WHAT IS EXPECTED: The lines you return must be all those in the data that hold the string "bytes".

PROVIDED RECORDS:
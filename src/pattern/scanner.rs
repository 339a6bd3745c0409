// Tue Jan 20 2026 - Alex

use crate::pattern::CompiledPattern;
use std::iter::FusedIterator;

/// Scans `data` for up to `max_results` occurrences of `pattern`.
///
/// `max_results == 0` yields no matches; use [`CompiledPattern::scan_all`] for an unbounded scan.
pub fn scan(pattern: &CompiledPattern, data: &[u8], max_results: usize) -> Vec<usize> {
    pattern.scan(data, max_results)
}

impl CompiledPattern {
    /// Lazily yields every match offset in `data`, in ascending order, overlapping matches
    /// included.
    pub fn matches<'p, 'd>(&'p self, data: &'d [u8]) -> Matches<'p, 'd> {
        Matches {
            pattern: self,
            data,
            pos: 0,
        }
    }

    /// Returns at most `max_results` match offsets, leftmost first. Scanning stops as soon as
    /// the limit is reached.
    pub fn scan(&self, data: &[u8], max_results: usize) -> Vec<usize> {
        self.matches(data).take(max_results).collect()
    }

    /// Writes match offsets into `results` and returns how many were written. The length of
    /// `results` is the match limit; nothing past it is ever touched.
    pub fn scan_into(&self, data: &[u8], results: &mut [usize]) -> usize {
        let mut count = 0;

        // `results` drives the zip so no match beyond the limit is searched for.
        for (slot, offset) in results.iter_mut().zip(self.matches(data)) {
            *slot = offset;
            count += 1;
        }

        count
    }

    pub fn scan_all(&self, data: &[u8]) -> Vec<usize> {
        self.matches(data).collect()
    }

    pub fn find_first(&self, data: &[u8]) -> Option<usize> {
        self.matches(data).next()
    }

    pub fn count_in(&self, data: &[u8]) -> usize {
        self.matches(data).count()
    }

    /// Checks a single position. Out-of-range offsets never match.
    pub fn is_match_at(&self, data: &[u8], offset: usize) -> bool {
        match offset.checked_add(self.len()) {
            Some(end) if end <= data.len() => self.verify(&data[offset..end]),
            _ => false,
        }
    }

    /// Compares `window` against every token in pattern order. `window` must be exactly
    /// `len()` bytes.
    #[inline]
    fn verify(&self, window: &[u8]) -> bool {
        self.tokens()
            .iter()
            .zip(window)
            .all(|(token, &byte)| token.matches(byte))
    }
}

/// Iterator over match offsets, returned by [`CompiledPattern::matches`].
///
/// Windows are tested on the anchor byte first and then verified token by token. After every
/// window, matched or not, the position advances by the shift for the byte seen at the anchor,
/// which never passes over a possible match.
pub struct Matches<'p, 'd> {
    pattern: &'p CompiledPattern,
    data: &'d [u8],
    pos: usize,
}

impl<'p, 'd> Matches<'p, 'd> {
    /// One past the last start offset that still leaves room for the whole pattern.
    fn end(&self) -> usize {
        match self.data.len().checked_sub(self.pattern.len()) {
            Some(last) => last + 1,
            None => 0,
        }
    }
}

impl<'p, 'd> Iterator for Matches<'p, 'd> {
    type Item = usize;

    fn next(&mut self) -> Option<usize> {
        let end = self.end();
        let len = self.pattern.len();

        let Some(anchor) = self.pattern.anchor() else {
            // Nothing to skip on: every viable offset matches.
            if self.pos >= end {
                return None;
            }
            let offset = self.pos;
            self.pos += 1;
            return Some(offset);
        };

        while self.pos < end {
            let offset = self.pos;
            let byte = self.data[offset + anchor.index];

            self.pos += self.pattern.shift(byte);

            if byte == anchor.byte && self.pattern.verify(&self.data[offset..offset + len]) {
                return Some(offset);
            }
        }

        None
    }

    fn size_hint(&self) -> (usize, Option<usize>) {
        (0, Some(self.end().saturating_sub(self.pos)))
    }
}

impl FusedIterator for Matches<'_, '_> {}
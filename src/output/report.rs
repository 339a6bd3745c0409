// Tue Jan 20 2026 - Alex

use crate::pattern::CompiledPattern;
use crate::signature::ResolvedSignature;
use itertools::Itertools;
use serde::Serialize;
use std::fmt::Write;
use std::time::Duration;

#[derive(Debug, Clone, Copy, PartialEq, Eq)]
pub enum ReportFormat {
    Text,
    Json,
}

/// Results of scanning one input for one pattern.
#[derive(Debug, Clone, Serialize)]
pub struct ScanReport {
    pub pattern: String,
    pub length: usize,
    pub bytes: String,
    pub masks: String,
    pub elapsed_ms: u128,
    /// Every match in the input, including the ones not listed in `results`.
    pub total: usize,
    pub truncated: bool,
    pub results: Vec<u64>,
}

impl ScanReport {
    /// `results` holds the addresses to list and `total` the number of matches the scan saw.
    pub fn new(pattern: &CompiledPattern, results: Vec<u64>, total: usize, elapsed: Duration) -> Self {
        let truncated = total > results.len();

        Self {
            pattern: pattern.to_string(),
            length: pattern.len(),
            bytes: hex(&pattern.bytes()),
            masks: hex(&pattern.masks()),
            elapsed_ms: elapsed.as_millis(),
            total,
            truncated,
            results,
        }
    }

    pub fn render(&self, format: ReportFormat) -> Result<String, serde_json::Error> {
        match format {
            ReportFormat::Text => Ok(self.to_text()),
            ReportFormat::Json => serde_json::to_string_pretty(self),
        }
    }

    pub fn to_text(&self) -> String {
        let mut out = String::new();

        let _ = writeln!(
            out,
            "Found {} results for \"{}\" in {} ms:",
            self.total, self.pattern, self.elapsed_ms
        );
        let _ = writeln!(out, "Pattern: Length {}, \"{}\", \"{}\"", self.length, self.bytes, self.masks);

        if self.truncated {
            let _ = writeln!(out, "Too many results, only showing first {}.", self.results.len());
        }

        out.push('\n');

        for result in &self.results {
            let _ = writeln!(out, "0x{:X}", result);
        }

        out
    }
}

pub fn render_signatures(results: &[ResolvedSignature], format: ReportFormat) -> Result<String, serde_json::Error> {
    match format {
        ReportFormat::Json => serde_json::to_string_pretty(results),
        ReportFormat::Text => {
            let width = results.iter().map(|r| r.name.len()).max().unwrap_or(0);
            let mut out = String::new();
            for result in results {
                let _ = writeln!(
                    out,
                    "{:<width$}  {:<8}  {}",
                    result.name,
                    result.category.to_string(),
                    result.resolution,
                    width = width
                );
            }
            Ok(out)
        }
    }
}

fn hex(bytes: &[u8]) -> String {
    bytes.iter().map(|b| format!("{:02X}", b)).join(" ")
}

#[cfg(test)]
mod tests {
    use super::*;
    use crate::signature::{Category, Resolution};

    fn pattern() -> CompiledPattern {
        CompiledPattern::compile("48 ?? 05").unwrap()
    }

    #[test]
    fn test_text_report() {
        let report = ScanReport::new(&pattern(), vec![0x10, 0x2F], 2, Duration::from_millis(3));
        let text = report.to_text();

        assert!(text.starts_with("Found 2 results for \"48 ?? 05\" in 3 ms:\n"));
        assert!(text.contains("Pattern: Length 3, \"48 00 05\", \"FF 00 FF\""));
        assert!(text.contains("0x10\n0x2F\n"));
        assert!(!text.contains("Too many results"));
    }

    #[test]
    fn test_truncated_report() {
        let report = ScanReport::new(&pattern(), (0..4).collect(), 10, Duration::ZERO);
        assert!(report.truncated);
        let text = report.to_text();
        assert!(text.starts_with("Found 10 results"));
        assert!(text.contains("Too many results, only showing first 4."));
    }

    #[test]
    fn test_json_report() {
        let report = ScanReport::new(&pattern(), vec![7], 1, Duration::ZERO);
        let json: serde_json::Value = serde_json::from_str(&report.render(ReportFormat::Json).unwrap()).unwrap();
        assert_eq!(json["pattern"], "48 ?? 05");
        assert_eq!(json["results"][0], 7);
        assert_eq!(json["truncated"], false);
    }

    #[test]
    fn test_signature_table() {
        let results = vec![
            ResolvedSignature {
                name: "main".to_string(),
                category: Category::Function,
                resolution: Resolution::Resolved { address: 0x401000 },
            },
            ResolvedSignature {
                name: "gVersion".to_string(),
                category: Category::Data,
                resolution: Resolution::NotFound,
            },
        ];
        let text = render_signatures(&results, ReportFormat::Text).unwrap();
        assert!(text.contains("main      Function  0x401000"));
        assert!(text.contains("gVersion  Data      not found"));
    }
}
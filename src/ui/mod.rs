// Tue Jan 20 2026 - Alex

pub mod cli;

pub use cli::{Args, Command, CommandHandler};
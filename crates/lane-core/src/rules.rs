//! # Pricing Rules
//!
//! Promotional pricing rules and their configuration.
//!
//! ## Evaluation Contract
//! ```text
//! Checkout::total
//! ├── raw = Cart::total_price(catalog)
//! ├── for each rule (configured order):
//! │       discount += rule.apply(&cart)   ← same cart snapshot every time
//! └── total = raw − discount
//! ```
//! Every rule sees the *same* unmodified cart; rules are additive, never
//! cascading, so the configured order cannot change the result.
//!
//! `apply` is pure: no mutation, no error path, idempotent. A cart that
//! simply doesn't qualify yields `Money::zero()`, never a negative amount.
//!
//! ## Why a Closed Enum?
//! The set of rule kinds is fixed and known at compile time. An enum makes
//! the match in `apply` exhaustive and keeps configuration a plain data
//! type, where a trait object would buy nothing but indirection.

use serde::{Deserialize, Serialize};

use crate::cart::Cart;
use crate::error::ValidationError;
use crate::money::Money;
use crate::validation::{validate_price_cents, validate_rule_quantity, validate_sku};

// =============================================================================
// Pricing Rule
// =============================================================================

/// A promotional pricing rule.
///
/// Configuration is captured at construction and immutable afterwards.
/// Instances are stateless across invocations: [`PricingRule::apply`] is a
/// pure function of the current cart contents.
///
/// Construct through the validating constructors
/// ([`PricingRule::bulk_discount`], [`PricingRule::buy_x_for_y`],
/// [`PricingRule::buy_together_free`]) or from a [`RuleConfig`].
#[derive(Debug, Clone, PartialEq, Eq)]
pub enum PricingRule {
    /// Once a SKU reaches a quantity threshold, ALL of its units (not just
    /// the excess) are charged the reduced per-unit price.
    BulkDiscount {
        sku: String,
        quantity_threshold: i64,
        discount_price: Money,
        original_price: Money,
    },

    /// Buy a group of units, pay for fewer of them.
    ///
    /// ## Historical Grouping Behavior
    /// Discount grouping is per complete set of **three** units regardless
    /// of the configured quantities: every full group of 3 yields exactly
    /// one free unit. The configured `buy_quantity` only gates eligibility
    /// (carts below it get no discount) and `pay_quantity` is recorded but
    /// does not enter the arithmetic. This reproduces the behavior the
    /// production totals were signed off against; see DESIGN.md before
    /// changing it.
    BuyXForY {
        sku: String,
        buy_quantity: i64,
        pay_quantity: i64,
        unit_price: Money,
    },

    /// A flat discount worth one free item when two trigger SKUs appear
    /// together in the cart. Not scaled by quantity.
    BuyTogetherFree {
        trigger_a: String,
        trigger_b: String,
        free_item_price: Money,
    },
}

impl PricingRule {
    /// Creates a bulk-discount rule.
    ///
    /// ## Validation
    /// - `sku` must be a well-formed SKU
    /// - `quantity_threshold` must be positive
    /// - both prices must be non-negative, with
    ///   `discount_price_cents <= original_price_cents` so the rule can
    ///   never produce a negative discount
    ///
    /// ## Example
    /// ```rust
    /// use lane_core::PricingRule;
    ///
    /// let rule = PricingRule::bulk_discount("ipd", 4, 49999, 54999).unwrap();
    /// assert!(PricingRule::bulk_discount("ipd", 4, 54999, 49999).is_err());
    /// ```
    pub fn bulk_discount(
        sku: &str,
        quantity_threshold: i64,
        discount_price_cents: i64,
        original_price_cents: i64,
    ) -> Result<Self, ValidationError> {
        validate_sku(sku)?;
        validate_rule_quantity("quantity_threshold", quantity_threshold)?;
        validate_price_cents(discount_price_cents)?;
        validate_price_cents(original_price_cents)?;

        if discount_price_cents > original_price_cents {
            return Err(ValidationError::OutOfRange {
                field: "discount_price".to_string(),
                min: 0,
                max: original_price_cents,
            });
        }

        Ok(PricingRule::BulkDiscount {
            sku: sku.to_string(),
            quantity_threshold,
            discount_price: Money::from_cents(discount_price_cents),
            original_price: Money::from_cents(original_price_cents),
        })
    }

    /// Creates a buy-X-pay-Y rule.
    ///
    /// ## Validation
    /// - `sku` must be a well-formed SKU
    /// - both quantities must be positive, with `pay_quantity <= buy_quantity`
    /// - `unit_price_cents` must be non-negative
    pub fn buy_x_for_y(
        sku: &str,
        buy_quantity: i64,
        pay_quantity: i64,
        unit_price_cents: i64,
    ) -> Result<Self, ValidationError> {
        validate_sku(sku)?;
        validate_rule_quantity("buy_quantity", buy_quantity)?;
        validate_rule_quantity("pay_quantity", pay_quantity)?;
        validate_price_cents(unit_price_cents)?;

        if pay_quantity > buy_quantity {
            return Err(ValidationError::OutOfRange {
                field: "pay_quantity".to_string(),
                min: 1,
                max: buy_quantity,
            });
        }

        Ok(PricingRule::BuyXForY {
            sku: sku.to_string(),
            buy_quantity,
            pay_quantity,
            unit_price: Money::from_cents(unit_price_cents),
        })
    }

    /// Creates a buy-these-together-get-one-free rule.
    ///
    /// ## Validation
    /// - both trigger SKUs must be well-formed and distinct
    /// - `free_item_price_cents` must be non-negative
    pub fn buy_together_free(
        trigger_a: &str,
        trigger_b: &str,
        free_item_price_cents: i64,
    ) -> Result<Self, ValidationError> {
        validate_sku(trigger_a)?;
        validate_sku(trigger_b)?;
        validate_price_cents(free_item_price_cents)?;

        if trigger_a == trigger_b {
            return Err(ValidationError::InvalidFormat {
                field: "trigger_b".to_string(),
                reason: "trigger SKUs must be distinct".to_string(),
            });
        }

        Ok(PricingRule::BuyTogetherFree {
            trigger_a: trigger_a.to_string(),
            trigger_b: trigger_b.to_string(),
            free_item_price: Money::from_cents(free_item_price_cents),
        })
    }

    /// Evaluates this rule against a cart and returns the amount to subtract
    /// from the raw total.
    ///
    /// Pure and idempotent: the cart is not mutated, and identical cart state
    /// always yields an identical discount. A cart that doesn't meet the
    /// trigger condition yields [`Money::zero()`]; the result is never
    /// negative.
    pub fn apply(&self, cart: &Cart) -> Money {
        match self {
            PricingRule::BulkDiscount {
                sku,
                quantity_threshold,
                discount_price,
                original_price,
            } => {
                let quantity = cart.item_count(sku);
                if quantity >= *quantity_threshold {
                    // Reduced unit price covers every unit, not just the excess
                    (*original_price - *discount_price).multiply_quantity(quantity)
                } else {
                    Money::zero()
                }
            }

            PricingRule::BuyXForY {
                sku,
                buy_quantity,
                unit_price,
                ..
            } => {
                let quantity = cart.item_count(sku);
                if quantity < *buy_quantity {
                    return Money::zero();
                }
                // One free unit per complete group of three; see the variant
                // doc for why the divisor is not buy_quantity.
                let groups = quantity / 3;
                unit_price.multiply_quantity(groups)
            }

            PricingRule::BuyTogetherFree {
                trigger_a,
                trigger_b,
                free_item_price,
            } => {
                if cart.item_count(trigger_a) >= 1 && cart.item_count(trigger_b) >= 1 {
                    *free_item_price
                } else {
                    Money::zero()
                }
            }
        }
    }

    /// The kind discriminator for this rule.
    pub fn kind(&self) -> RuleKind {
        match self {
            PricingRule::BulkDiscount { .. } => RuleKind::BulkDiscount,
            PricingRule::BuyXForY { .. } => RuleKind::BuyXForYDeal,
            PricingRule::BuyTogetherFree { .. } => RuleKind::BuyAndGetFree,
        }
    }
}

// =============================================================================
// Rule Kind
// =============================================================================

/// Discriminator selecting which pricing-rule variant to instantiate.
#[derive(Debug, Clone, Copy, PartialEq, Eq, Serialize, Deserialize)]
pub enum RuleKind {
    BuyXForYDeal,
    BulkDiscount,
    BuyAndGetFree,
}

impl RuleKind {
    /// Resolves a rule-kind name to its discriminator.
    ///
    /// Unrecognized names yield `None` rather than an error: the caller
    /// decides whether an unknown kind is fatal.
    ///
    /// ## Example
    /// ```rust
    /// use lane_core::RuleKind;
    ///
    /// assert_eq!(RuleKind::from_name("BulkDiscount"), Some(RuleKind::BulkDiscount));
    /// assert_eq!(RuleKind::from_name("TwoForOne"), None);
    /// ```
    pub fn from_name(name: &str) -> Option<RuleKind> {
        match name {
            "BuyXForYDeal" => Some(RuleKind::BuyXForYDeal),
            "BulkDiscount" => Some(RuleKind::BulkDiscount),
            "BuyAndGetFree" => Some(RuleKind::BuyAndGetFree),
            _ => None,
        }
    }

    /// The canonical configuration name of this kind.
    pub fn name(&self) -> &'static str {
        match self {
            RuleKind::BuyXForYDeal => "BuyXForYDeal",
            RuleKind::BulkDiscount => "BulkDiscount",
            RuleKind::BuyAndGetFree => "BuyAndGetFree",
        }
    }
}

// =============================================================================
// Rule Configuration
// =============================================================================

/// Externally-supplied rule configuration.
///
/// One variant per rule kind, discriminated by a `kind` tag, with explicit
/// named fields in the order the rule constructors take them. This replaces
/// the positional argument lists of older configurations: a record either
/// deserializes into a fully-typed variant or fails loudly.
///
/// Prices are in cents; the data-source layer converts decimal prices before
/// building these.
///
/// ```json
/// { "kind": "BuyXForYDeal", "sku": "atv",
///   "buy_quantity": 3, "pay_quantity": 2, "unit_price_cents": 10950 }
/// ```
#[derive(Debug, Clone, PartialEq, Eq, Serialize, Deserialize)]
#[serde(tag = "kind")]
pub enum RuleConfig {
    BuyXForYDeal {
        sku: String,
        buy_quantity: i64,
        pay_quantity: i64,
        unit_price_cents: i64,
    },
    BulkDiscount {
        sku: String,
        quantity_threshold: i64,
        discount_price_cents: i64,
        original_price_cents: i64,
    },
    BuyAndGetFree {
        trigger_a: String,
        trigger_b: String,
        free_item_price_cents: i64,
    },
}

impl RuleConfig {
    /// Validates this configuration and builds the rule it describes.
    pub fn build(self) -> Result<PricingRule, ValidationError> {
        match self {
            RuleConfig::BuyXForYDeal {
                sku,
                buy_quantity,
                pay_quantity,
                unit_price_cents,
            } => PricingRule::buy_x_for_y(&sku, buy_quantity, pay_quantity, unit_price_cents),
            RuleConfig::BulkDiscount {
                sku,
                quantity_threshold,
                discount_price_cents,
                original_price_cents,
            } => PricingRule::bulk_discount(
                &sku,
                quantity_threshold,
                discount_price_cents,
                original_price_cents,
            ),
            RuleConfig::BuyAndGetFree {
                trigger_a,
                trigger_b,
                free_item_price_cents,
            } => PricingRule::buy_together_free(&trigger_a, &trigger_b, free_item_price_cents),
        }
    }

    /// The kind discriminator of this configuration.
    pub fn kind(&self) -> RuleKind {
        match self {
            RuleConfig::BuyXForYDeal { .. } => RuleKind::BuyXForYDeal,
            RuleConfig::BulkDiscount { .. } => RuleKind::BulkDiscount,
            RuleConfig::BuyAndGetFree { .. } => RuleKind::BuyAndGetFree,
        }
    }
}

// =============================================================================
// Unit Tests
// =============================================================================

FINAL ANSWER:
    /// `len()` bytes.
    pub bytes: String,
            bytes: hex(&pattern.bytes()),
        let _ = writeln!(out, "Pattern: Length {}, \"{}\", \"{}\"", self.length, self.bytes, self.masks);
fn hex(bytes: &[u8]) -> String {
    bytes.iter().map(|b| format!("{:02X}", b)).join(" ")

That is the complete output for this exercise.